(Records from a collection)
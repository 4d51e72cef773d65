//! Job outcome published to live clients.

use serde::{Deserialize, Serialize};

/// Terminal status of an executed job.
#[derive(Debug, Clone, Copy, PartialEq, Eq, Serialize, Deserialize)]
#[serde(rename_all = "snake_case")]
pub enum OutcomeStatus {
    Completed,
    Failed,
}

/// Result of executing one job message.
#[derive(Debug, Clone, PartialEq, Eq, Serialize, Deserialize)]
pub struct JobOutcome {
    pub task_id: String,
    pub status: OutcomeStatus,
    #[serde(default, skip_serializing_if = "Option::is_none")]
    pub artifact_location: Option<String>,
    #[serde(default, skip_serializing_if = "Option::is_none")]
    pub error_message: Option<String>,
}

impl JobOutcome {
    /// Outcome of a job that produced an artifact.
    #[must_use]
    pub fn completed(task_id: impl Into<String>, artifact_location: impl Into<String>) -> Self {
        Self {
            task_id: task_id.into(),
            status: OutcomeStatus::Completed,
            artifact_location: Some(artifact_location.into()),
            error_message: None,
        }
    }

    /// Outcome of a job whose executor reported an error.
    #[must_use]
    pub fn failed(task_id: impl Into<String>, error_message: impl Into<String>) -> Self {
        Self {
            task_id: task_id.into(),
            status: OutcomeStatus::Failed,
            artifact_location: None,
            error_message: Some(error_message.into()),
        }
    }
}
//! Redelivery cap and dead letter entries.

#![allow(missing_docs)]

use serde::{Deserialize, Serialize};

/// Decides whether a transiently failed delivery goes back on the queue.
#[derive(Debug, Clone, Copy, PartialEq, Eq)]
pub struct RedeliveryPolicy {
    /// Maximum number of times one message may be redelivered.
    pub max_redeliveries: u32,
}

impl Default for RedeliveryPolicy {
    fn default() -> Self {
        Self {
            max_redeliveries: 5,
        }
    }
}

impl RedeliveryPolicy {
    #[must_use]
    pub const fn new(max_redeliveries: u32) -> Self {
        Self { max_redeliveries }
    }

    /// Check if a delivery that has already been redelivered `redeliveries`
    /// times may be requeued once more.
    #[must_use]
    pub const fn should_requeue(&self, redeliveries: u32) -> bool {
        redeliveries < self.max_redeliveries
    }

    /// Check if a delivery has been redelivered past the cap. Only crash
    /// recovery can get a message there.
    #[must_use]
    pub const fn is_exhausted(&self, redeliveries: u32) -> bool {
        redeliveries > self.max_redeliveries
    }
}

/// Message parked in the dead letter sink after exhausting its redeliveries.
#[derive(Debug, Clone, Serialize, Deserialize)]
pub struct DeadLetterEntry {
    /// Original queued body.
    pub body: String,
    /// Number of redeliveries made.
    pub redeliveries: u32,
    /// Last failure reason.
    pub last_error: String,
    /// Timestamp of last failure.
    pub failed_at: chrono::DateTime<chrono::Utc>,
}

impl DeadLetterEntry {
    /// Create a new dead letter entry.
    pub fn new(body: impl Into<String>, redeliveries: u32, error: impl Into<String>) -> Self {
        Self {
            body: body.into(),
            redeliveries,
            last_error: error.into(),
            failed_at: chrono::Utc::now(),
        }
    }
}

## TASK PROMPT:
However many lines the data holds, return each one exactly.

## EXERCISE ANSWER:
repository 4d51e72cef773d65
//! Job outcome published to live clients.

use serde::{Deserialize, Serialize};

/// Terminal status of an executed job.
#[derive(Debug, Clone, Copy, PartialEq, Eq, Serialize, Deserialize)]
#[serde(rename_all = "snake_case")]
pub enum OutcomeStatus {
    Completed,
    Failed,
}

/// Result of executing one job message.
#[derive(Debug, Clone, PartialEq, Eq, Serialize, Deserialize)]
pub struct JobOutcome {
    pub task_id: String,
    pub status: OutcomeStatus,
    #[serde(default, skip_serializing_if = "Option::is_none")]
    pub artifact_location: Option<String>,
    #[serde(default, skip_serializing_if = "Option::is_none")]
    pub error_message: Option<String>,
}

impl JobOutcome {
    /// Outcome of a job that produced an artifact.
    #[must_use]
    pub fn completed(task_id: impl Into<String>, artifact_location: impl Into<String>) -> Self {
        Self {
            task_id: task_id.into(),
            status: OutcomeStatus::Completed,
            artifact_location: Some(artifact_location.into()),
            error_message: None,
        }
    }

    /// Outcome of a job whose executor reported an error.
    #[must_use]
    pub fn failed(task_id: impl Into<String>, error_message: impl Into<String>) -> Self {
        Self {
            task_id: task_id.into(),
            status: OutcomeStatus::Failed,
            artifact_location: None,
            error_message: Some(error_message.into()),
        }
    }
}
//! Redelivery cap and dead letter entries.

#![allow(missing_docs)]

use serde::{Deserialize, Serialize};

/// Decides whether a transiently failed delivery goes back on the queue.
#[derive(Debug, Clone, Copy, PartialEq, Eq)]
pub struct RedeliveryPolicy {
    /// Maximum number of times one message may be redelivered.
    pub max_redeliveries: u32,
}

impl Default for RedeliveryPolicy {
    fn default() -> Self {
        Self {
            max_redeliveries: 5,
        }
    }
}

impl RedeliveryPolicy {
    #[must_use]
    pub const fn new(max_redeliveries: u32) -> Self {
        Self { max_redeliveries }
    }

    /// Check if a delivery that has already been redelivered `redeliveries`
    /// times may be requeued once more.
    #[must_use]
    pub const fn should_requeue(&self, redeliveries: u32) -> bool {
        redeliveries < self.max_redeliveries
    }

    /// Check if a delivery has been redelivered past the cap. Only crash
    /// recovery can get a message there.
    #[must_use]
    pub const fn is_exhausted(&self, redeliveries: u32) -> bool {
        redeliveries > self.max_redeliveries
    }
}

/// Message parked in the dead letter sink after exhausting its redeliveries.
#[derive(Debug, Clone, Serialize, Deserialize)]
pub struct DeadLetterEntry {
    /// Original queued body.
    pub body: String,
    /// Number of redeliveries made.
    pub redeliveries: u32,
    /// Last failure reason.
    pub last_error: String,
    /// Timestamp of last failure.
    pub failed_at: chrono::DateTime<chrono::Utc>,
}

impl DeadLetterEntry {
    /// Create a new dead letter entry.
    pub fn new(body: impl Into<String>, redeliveries: u32, error: impl Into<String>) -> Self {
        Self {
            body: body.into(),
            redeliveries,
            last_error: error.into(),
            failed_at: chrono::Utc::now(),
        }
    }
}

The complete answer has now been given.